Fragen tun sich auf - gerade unter jungen Zahnärzten.

Die Berufsausübung betreffend gilt es, kollegial vorwärts zu denken!

 

Denn was wird in den Praxen und MVZs passieren, wenn an Materialien, Gehältern und Anerkennung für junge angestellte Zahnärzte immer mehr gespart wird?

a - Es wird kaum noch ein Vertrauensverhältnis zwischen AG und AN entstehen und keine Kollegialität mehr sein. Mangelnde Verbindichkeit des AG wird reflektiert werden; Arbeitsunfähigkeit, Fluktuation, Praxiausfallzeiten und ein Einbrechen der Solidarität im Team sind die Folge. 

b - Es wird das Vertrauen der Patienten in die Praxis enttäuscht werden. Fluktuation, geringe Verbindlichkeit seitens des Patienten, schlechtere Mitarbeit werden die Folge sein.

Betroffen ist also letztlich das Ansehen der Profession.

 

Und wie soll die zahlenmäßig kleinere, junge angestellte Zahnärzteschaft motiviert die zukünftige zahnärztliche Versorgung in Deutschland schultern, wenn die größere Generation der "Baby-Boomer" in den Ruhestand geht?

Ist die ergebnislose Suche junger Zahnärzte nach einer akzeptablen Ausbildungsassistentenstelle nicht auch der Budgetsituation, also den politischen Rahmenbedingungen geschuldet? 

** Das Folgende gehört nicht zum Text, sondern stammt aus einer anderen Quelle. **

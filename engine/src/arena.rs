//! Simulator facade
//!
//! [`ArenaClient`] sits on top of the [`Transport`] and speaks in mission
//! terms: load a scene, execute a command list, report goal progress. It keeps
//! the most recent response so the session loop can build world-state
//! snapshots without another round trip.

use serde_json::{json, Map, Value};
use tracing::{debug, info, warn};

use crate::session::ActionStatus;
use crate::transport::{Frame, Result, Transport};
use sdk::errors::EngineError;
use sdk::goals::MissionSpec;

/// Response keys that are too large or too internal to keep in an outcome
pub const SNAPSHOT_EXCLUDED_KEYS: [&str; 6] = [
    "sceneMetadata",
    "colorImage",
    "depthImage",
    "normalsImage",
    "instanceSegmentationImage",
    "objects",
];

/// Object id marker of the agent's own body in the object list
const ROBOT_OBJECT_MARKER: &str = "TAM_";

/// Goal completion keyed by compiled goal id
#[derive(Debug, Clone, PartialEq, Eq)]
pub struct GoalCompletion {
    finished: Vec<bool>,
}

impl GoalCompletion {
    /// No goals finished
    pub fn none(total: usize) -> Self {
        Self {
            finished: vec![false; total],
        }
    }

    /// Completion from per-goal flags in goal id order
    pub fn from_flags(finished: Vec<bool>) -> Self {
        Self { finished }
    }

    pub fn total(&self) -> usize {
        self.finished.len()
    }

    pub fn completed(&self) -> usize {
        self.finished.iter().filter(|done| **done).count()
    }

    pub fn is_finished(&self, goal_id: usize) -> bool {
        self.finished.get(goal_id).copied().unwrap_or(false)
    }

    /// Every goal is finished
    pub fn success(&self) -> bool {
        !self.finished.is_empty() && self.finished.iter().all(|done| *done)
    }

    pub fn subgoal_rate(&self) -> f64 {
        if self.finished.is_empty() {
            0.0
        } else {
            self.completed() as f64 / self.total() as f64
        }
    }

    /// Per-goal 0/1 flags in goal id order
    pub fn as_flags(&self) -> Vec<u8> {
        self.finished.iter().map(|done| u8::from(*done)).collect()
    }
}

/// Mission-level client for one simulator instance
pub struct ArenaClient {
    transport: Transport,
    latest: Option<Frame>,
    /// Compiled goals of the loaded scene
    goal_count: usize,
}

impl ArenaClient {
    pub fn new(transport: Transport) -> Self {
        Self {
            transport,
            latest: None,
            goal_count: 0,
        }
    }

    pub fn transport(&self) -> &Transport {
        &self.transport
    }

    pub async fn connect(&self) -> Result<()> {
        self.transport.connect().await
    }

    /// Reconnect after the simulator process was restarted
    pub async fn reconnect(&mut self) -> Result<()> {
        self.latest = None;
        self.transport.restart().await
    }

    pub async fn close(&self) {
        self.transport.close().await;
    }

    /// Send the scene-load document for `spec`
    pub async fn load_scene(&mut self, spec: &MissionSpec) -> Result<()> {
        info!("Loading scene with {} goals", spec.goal_count());
        self.latest = None;
        self.goal_count = spec.goal_count();
        self.transport.send_document(&spec.scene_document()).await
    }

    /// Submit translated `commands` and wait for their response.
    ///
    /// `actions` are the agent actions the commands were translated from;
    /// they name the action type in the returned status.
    pub async fn execute(&mut self, commands: &[Value], actions: &[Value]) -> Result<ActionStatus> {
        let batch_id = self.transport.send(commands).await?;
        let frame = self.transport.await_response(batch_id).await?;

        if frame.was_interrupted() {
            warn!("Batch {} was interrupted by a newer batch", batch_id);
        }

        let status = ActionStatus::from_frame(&frame, actions);
        debug!(
            "Batch {} finished: {} success={} ({})",
            batch_id, status.action_type, status.success, status.error_type
        );
        self.latest = Some(frame);
        Ok(status)
    }

    pub fn latest_frame(&self) -> Option<&Frame> {
        self.latest.as_ref()
    }

    pub fn goal_count(&self) -> usize {
        self.goal_count
    }

    /// Whether every compiled goal of the loaded scene is finished.
    ///
    /// Goals missing from the simulator's progress list count as unfinished.
    pub fn all_goals_finished(&self) -> bool {
        self.completion_of(self.goal_count)
            .is_ok_and(|completion| completion.success())
    }

    /// Completion of `total` compiled goals from the latest response.
    ///
    /// A response without progress fields counts as nothing finished.
    pub fn goal_completion(&self, total: usize) -> GoalCompletion {
        self.completion_of(total).unwrap_or_else(|e| {
            warn!("{}", e);
            GoalCompletion::none(total)
        })
    }

    fn completion_of(&self, total: usize) -> Result<GoalCompletion> {
        let frame = self.latest.as_ref().ok_or_else(|| {
            EngineError::GoalQueryFailure("no response received yet".to_string())
        })?;

        let mut completion = GoalCompletion::none(total);
        for goal in frame.goal_progress()? {
            match completion.finished.get_mut(goal.goal_id as usize) {
                Some(slot) => *slot = goal.is_finished,
                None => warn!("Simulator reported unknown goal id {}", goal.goal_id),
            }
        }
        Ok(completion)
    }

    /// Snapshot handed to the reasoning service
    pub fn world_snapshot(&self) -> Value {
        let payload = self.latest.as_ref().map(|frame| &frame.payload);
        reconstruct_metadata(payload.unwrap_or(&Value::Null))
    }

    /// Latest response without scene metadata, images and the object list
    pub fn final_game_state(&self) -> Value {
        let mut state = Map::new();
        if let Some(Value::Object(payload)) = self.latest.as_ref().map(|frame| &frame.payload) {
            for (key, value) in payload {
                if !SNAPSHOT_EXCLUDED_KEYS.contains(&key.as_str()) {
                    state.insert(key.clone(), value.clone());
                }
            }
        }
        Value::Object(state)
    }
}

/// Build the world-state snapshot from a raw simulator response
pub fn reconstruct_metadata(payload: &Value) -> Value {
    let robot_info: Vec<Value> = payload
        .get("objects")
        .and_then(Value::as_array)
        .into_iter()
        .flatten()
        .find(|object| {
            object
                .get("objectID")
                .and_then(Value::as_str)
                .is_some_and(|id| id.contains(ROBOT_OBJECT_MARKER))
        })
        .map(|robot| {
            json!({
                "currentRoom": robot.get("currentRoom").cloned().unwrap_or(Value::Null),
                "position": robot.get("position").cloned().unwrap_or(Value::Null),
                "rotation": robot.get("rotation").cloned().unwrap_or(Value::Null),
            })
        })
        .into_iter()
        .collect();

    if robot_info.is_empty() && !payload.is_null() {
        warn!("Agent location not found in the object list");
    }

    json!({
        "colorImages": indexed_images(payload, "colorImage"),
        "depthImages": indexed_images(payload, "depthImage"),
        "robotInfo": robot_info,
        "viewPoints": payload
            .get("sceneMetadata")
            .and_then(|metadata| metadata.get("GoToPoints"))
            .cloned()
            .unwrap_or_else(|| json!({})),
    })
}

fn indexed_images(payload: &Value, key: &str) -> Value {
    let images: Map<String, Value> = payload
        .get(key)
        .and_then(Value::as_array)
        .into_iter()
        .flatten()
        .enumerate()
        .map(|(index, image)| (index.to_string(), image.clone()))
        .collect();
    Value::Object(images)
}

Wie soll die zahnärztliche Versorgung im Wandel der Zeit funktionieren, wenn junge Zahnärzte nicht in die Profession integriert werden (können)?

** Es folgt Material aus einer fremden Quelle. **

pub type Result<T> = std::result::Result<T, EngineError>;

/// Connection lifecycle as seen by the transport
#[derive(Debug, Clone, Copy, PartialEq, Eq)]
pub enum ConnectionState {
    Disconnected,
    Connecting,
    Connected,
}

/// Connection and retry settings
#[derive(Debug, Clone)]
pub struct TransportConfig {
    pub host: String,
    pub port: u16,
    pub connect_attempts: u32,
    pub connect_interval: Duration,
    pub send_retry_interval: Duration,
    pub response_timeout_ticks: u64,
    pub tick_interval: Duration,
    pub liveness_interval: Duration,
}

impl TransportConfig {
    /// Wall-clock budget for one response
    pub fn response_timeout(&self) -> Duration {
        self.tick_interval
            .saturating_mul(u32::try_from(self.response_timeout_ticks).unwrap_or(u32::MAX))
    }
}

impl Default for TransportConfig {
    fn default() -> Self {
        Self::from(&SimulatorConfig::default())
    }
}

impl From<&SimulatorConfig> for TransportConfig {
    fn from(config: &SimulatorConfig) -> Self {
        Self {
            host: config.host.clone(),
            port: config.port,
            connect_attempts: config.connect_attempts,
            connect_interval: config.connect_interval(),
            send_retry_interval: config.send_retry_interval(),
            response_timeout_ticks: config.response_timeout_ticks,
            tick_interval: config.tick_interval(),
            liveness_interval: config.liveness_interval(),
        }
    }
}

/// State shared between callers, the receive loop and the liveness monitor
struct Shared {
    config: TransportConfig,
    shutdown: Shutdown,
    state: watch::Sender<ConnectionState>,
    pending: StdMutex<HashMap<u64, Frame>>,
    arrived: Notify,
    next_batch: AtomicU64,
    next_response_seq: AtomicU64,
    epoch: AtomicU64,
    auto_reconnect: AtomicBool,
    writer: Mutex<Option<OwnedWriteHalf>>,
    receiver: StdMutex<Option<JoinHandle<()>>>,
    connecting: Mutex<()>,
}

/// Reliable request/response channel to the simulator
pub struct Transport {
    shared: Arc<Shared>,
    monitor: StdMutex<Option<JoinHandle<()>>>,
}
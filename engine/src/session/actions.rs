//! Action space and translation to simulator commands
//!
//! The reasoning service speaks in agent actions:
//! `{"id": "1", "type": "Rotate", "rotation": {"direction": "Right", "magnitude": 0}}`.
//! The simulator expects a command list where each entry carries its
//! position as `commandNum`, its `commandType` and the same payload object.

use serde::{Deserialize, Serialize};
use serde_json::{json, Map, Value};
use std::fmt;
use std::str::FromStr;

use crate::transport::Frame;
use sdk::errors::EngineError;

/// Error type recorded when an agent action could not be translated
pub const INCORRECT_ACTION_FORMAT: &str = "IncorrectActionFormat";

/// Error type recorded when the simulator omits its action status
pub const ACTION_EXECUTION_ERROR: &str = "ActionExecutionError";

/// Every action the simulator accepts
#[derive(Debug, Clone, Copy, PartialEq, Eq, Hash)]
pub enum ActionKind {
    Goto,
    Move,
    Rotate,
    Look,
    Pickup,
    Open,
    Close,
    Break,
    Scan,
    Examine,
    Place,
    Pour,
    Toggle,
    Fill,
    Clean,
}

impl ActionKind {
    pub const ALL: [ActionKind; 15] = [
        ActionKind::Goto,
        ActionKind::Move,
        ActionKind::Rotate,
        ActionKind::Look,
        ActionKind::Pickup,
        ActionKind::Open,
        ActionKind::Close,
        ActionKind::Break,
        ActionKind::Scan,
        ActionKind::Examine,
        ActionKind::Place,
        ActionKind::Pour,
        ActionKind::Toggle,
        ActionKind::Fill,
        ActionKind::Clean,
    ];

    pub fn as_str(self) -> &'static str {
        match self {
            ActionKind::Goto => "Goto",
            ActionKind::Move => "Move",
            ActionKind::Rotate => "Rotate",
            ActionKind::Look => "Look",
            ActionKind::Pickup => "Pickup",
            ActionKind::Open => "Open",
            ActionKind::Close => "Close",
            ActionKind::Break => "Break",
            ActionKind::Scan => "Scan",
            ActionKind::Examine => "Examine",
            ActionKind::Place => "Place",
            ActionKind::Pour => "Pour",
            ActionKind::Toggle => "Toggle",
            ActionKind::Fill => "Fill",
            ActionKind::Clean => "Clean",
        }
    }

    /// Movement of the agent itself rather than of an object
    pub fn is_navigational(self) -> bool {
        matches!(
            self,
            ActionKind::Goto | ActionKind::Move | ActionKind::Rotate | ActionKind::Look
        )
    }

    /// Key the action's parameters live under
    pub fn payload_key(self) -> &'static str {
        match self {
            ActionKind::Goto => "goto",
            ActionKind::Move => "move",
            ActionKind::Rotate => "rotation",
            ActionKind::Look => "look",
            ActionKind::Pickup => "pickup",
            ActionKind::Open => "open",
            ActionKind::Close => "close",
            ActionKind::Break => "break",
            ActionKind::Scan => "scan",
            ActionKind::Examine => "examine",
            ActionKind::Place => "place",
            ActionKind::Pour => "pour",
            ActionKind::Toggle => "toggle",
            ActionKind::Fill => "fill",
            ActionKind::Clean => "clean",
        }
    }
}

impl fmt::Display for ActionKind {
    fn fmt(&self, f: &mut fmt::Formatter<'_>) -> fmt::Result {
        f.write_str(self.as_str())
    }
}

impl FromStr for ActionKind {
    type Err = EngineError;

    /// Case-insensitive, so `goto` and `pickup` from older agents resolve
    fn from_str(s: &str) -> Result<Self, Self::Err> {
        ActionKind::ALL
            .into_iter()
            .find(|kind| kind.as_str().eq_ignore_ascii_case(s))
            .ok_or_else(|| EngineError::InvalidActionFormat(format!("unknown action type '{}'", s)))
    }
}

/// Outcome of the last executed batch, fed back to the reasoning service
#[derive(Debug, Clone, PartialEq, Eq, Serialize, Deserialize)]
pub struct ActionStatus {
    pub id: usize,

    #[serde(rename = "type")]
    pub action_type: String,

    pub success: bool,

    #[serde(rename = "errorType")]
    pub error_type: String,
}

impl ActionStatus {
    /// Derive the status from the simulator's response to `actions`
    pub fn from_frame(frame: &Frame, actions: &[Value]) -> Self {
        let last_action = frame.last_action();
        let id = last_action.as_ref().map_or(0, |last| last.command_num);

        let action_type = actions
            .get(id)
            .and_then(|action| action.get("type"))
            .and_then(Value::as_str)
            .map(str::to_string)
            .or_else(|| last_action.map(|last| last.command_type))
            .filter(|kind| !kind.is_empty())
            .unwrap_or_else(|| "Unknown".to_string());

        Self {
            id,
            action_type: normalize_action_type(action_type),
            success: frame.succeeded(),
            error_type: frame
                .last_action_success()
                .unwrap_or(ACTION_EXECUTION_ERROR)
                .to_string(),
        }
    }

    /// Status for actions that never reached the simulator
    pub fn incorrect_format(actions: &[Value]) -> Self {
        let action_type = actions
            .first()
            .and_then(|action| action.get("type"))
            .and_then(Value::as_str)
            .unwrap_or("Unknown")
            .to_string();

        Self {
            id: 0,
            action_type: normalize_action_type(action_type),
            success: false,
            error_type: INCORRECT_ACTION_FORMAT.to_string(),
        }
    }
}

fn normalize_action_type(action_type: String) -> String {
    match ActionKind::from_str(&action_type) {
        Ok(kind @ (ActionKind::Goto | ActionKind::Pickup)) => kind.as_str().to_string(),
        _ => action_type,
    }
}

/// Translate agent actions into the simulator's command list.
///
/// Fails with `InvalidActionFormat` if any action has an unknown type or a
/// malformed payload; nothing is sent in that case.
pub fn translate(actions: &[Value]) -> Result<Vec<Value>, EngineError> {
    actions
        .iter()
        .enumerate()
        .map(|(index, action)| translate_one(index, action))
        .collect()
}

fn translate_one(index: usize, action: &Value) -> Result<Value, EngineError> {
    let kind: ActionKind = action
        .get("type")
        .and_then(Value::as_str)
        .ok_or_else(|| EngineError::InvalidActionFormat(format!("action {} has no type", index)))?
        .parse()?;

    let payload = action
        .get(kind.payload_key())
        .and_then(Value::as_object)
        .ok_or_else(|| {
            EngineError::InvalidActionFormat(format!(
                "{} action {} is missing its '{}' object",
                kind,
                index,
                kind.payload_key()
            ))
        })?;

    validate_payload(kind, payload).map_err(|reason| {
        EngineError::InvalidActionFormat(format!("{} action {}: {}", kind, index, reason))
    })?;

    let mut command = Map::with_capacity(3);
    command.insert("commandNum".to_string(), json!(index));
    command.insert("commandType".to_string(), json!(kind.as_str()));
    command.insert(
        kind.payload_key().to_string(),
        Value::Object(payload.clone()),
    );
    Ok(Value::Object(command))
}

fn validate_payload(kind: ActionKind, payload: &Map<String, Value>) -> Result<(), String> {
    match kind {
        ActionKind::Move | ActionKind::Rotate | ActionKind::Look => {
            if !payload.get("direction").is_some_and(Value::is_string) {
                return Err("direction must be a string".to_string());
            }
            if payload.get("magnitude").is_some_and(|m| !m.is_number()) {
                return Err("magnitude must be a number".to_string());
            }
            Ok(())
        }
        _ => {
            if payload.get("object").is_some_and(Value::is_object) {
                Ok(())
            } else {
                Err("object must be an object".to_string())
            }
        }
    }
}

/// Harmless action used to confirm a freshly loaded scene responds
pub fn probe_action() -> Value {
    json!({
        "id": "1",
        "type": "Rotate",
        "rotation": {
            "direction": "Right",
            "magnitude": 0,
        },
    })
}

Wie passt das alles zusammen?

Wo ist ihre Stimme, wo ist die Gewerkschaft von angestellten Zahnärzten für angestellte Zahnärzte in deutschen Praxen und MVZs?

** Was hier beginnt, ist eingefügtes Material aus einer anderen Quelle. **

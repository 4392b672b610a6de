//! Mission catalog files
//!
//! A catalog is a JSON list of missions:
//!
//! ```json
//! [{
//!   "mission_id": "pickup-mug-1",
//!   "mission_group": "pickup&deliver",
//!   "scene": { "roomLocation": ["BreakRoom"] },
//!   "task_goals": [ ... ],
//!   "preparation_utterances": ["go to the breakroom"],
//!   "utterances": ["pick up the mug"]
//! }]
//! ```

use serde::Deserialize;
use serde_json::Value;
use std::path::Path;

use sdk::errors::EngineError;
use sdk::goals::{GoalError, MissionSpec, TaskGoal};

/// One mission to evaluate
#[derive(Debug, Clone, PartialEq, Deserialize)]
#[serde(try_from = "RawMission")]
pub struct Mission {
    pub mission_id: String,
    pub mission_group: Option<String>,
    pub spec: MissionSpec,

    /// Sent before scoring starts; their actions are not part of the outcome
    pub preparation_utterances: Vec<String>,
    pub utterances: Vec<String>,
}

#[derive(Deserialize)]
struct RawMission {
    mission_id: String,
    #[serde(default)]
    mission_group: Option<String>,
    scene: Value,
    task_goals: Vec<TaskGoal>,
    #[serde(default)]
    preparation_utterances: Vec<String>,
    utterances: Vec<String>,
}

impl TryFrom<RawMission> for Mission {
    type Error = String;

    fn try_from(raw: RawMission) -> Result<Self, Self::Error> {
        let mission_id = raw.mission_id.trim().to_string();
        if mission_id.is_empty() || mission_id.contains(['/', '\\']) || mission_id.starts_with('.') {
            return Err(format!("invalid mission id '{}'", raw.mission_id));
        }

        let spec = MissionSpec::new(raw.scene, raw.task_goals)
            .map_err(|e: GoalError| format!("mission '{}': {}", mission_id, e))?;

        Ok(Self {
            mission_id,
            mission_group: raw.mission_group,
            spec,
            preparation_utterances: raw.preparation_utterances,
            utterances: raw.utterances,
        })
    }
}

impl Mission {
    pub fn new(mission_id: impl Into<String>, spec: MissionSpec, utterances: Vec<String>) -> Self {
        Self {
            mission_id: mission_id.into(),
            mission_group: None,
            spec,
            preparation_utterances: Vec::new(),
            utterances,
        }
    }

    pub fn with_group(mut self, group: impl Into<String>) -> Self {
        self.mission_group = Some(group.into());
        self
    }

    pub fn with_preparation(mut self, utterances: Vec<String>) -> Self {
        self.preparation_utterances = utterances;
        self
    }
}

/// Parse a catalog from JSON text
pub fn parse_missions(text: &str) -> Result<Vec<Mission>, EngineError> {
    serde_json::from_str(text).map_err(|e| EngineError::InvalidGoal(e.to_string()))
}

/// Read and parse a catalog file
pub fn load_missions(path: &Path) -> Result<Vec<Mission>, EngineError> {
    let text = std::fs::read_to_string(path)?;
    parse_missions(&text)
}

Inwiefern ist Generationengerechtigkeit ein Punkt in der Profession?

 

Ich schreibe den Marburger Bund an.

Tatsächlich steht dieser auch den Zahnärzten und Zahnärztinnen offen:

"Der Landesverband Niedersachsen hat im Jahr 2019 eine entsprechende Satzungsregelung konkretisiert und damit Zahnärztinnen und Zahnärzten nunmehr auch die ordentliche Mitgliedschaft im Landesverband eröffnet. In vielen Landesverbänden bestand bereits zuvor kein Zweifel an der Mitgliedschaft von Zahnärztinnen und Zahnärzten und an dem -auch- gewerkschaftlichen Vertretungsanspruch für angestellte Zahnmediziner. So enthalten nahezu alle Tarifverträge des Marburger Bundes Regelungen, die ihren Geltungsbereich auch auf Zahnärztinnen und -ärzte beziehen, beziehungsweise Ärztinnen und Zahnärzte grundsätzlich gleichstellen. Von der tarifvertraglichen Situation in den Zahnkliniken ist jene im ambulanten Bereich allerdings grundsätzlich zu unterscheiden. Die üblichen tariflichen Regelungsinstrumente des stationären Sektors geraten notwendigerweise an ihre Grenzen, da die betreffenden Einrichtungen in aller Regel deutlich kleiner und grundsätzlich anders strukturiert sind. Abgesehen von den finanziellen Rahmenbedingungen unterscheidet sich die dortige Situation aber nicht wesentlich von jener in ärztlichen MVZ, Berufsausübungsgemeinschaften oder Praxen. Der Marburger Bund Bundesverband hat bereits vor geraumer Zeit einen Arbeitskreis zum Themenbereich Ambulante Medizin eingerichtet, der sich auch mit Fragen der spezifischen Vertretung der Ärztinnen und Ärzte in diesem Bereich beschäftigt." [Christian Twardy stellv. Hauptgeschäftsführer Referat Tarifpolitik Marburger Bund Bundesverband Verband der angestellten und beamteten Ärztinnen und Ärzte Deutschlands e.V. Reinhardtstraße 36 10117 Berlin].

 

Ein Dankeschön an den Marburger Bund!

Als Aufgabe für die Profession sehe ich in erster Linie den Diskurs.

Wie wichtig ist uns Generationengerechtigkeit im Hinblick auf die jungen Zahnärzte, die zunächst einmal eine angemessen Anstellung benötigen?

Welchen "Stellenwert" haben die jungen Kollegen - und damit die Zukunft der Profession - in der Gesundheitspolitik?

Mahnen wir an: Die zahnärztliche Versorgung ist zukünftig nur dann gesichert, wenn der Wert der jungen Zahnärzte im demografischen Wandel politisch anerkannt wird. 

Eines ist sicher:

Die jungen angestellten Zahnärzte brauchen eine Stimme.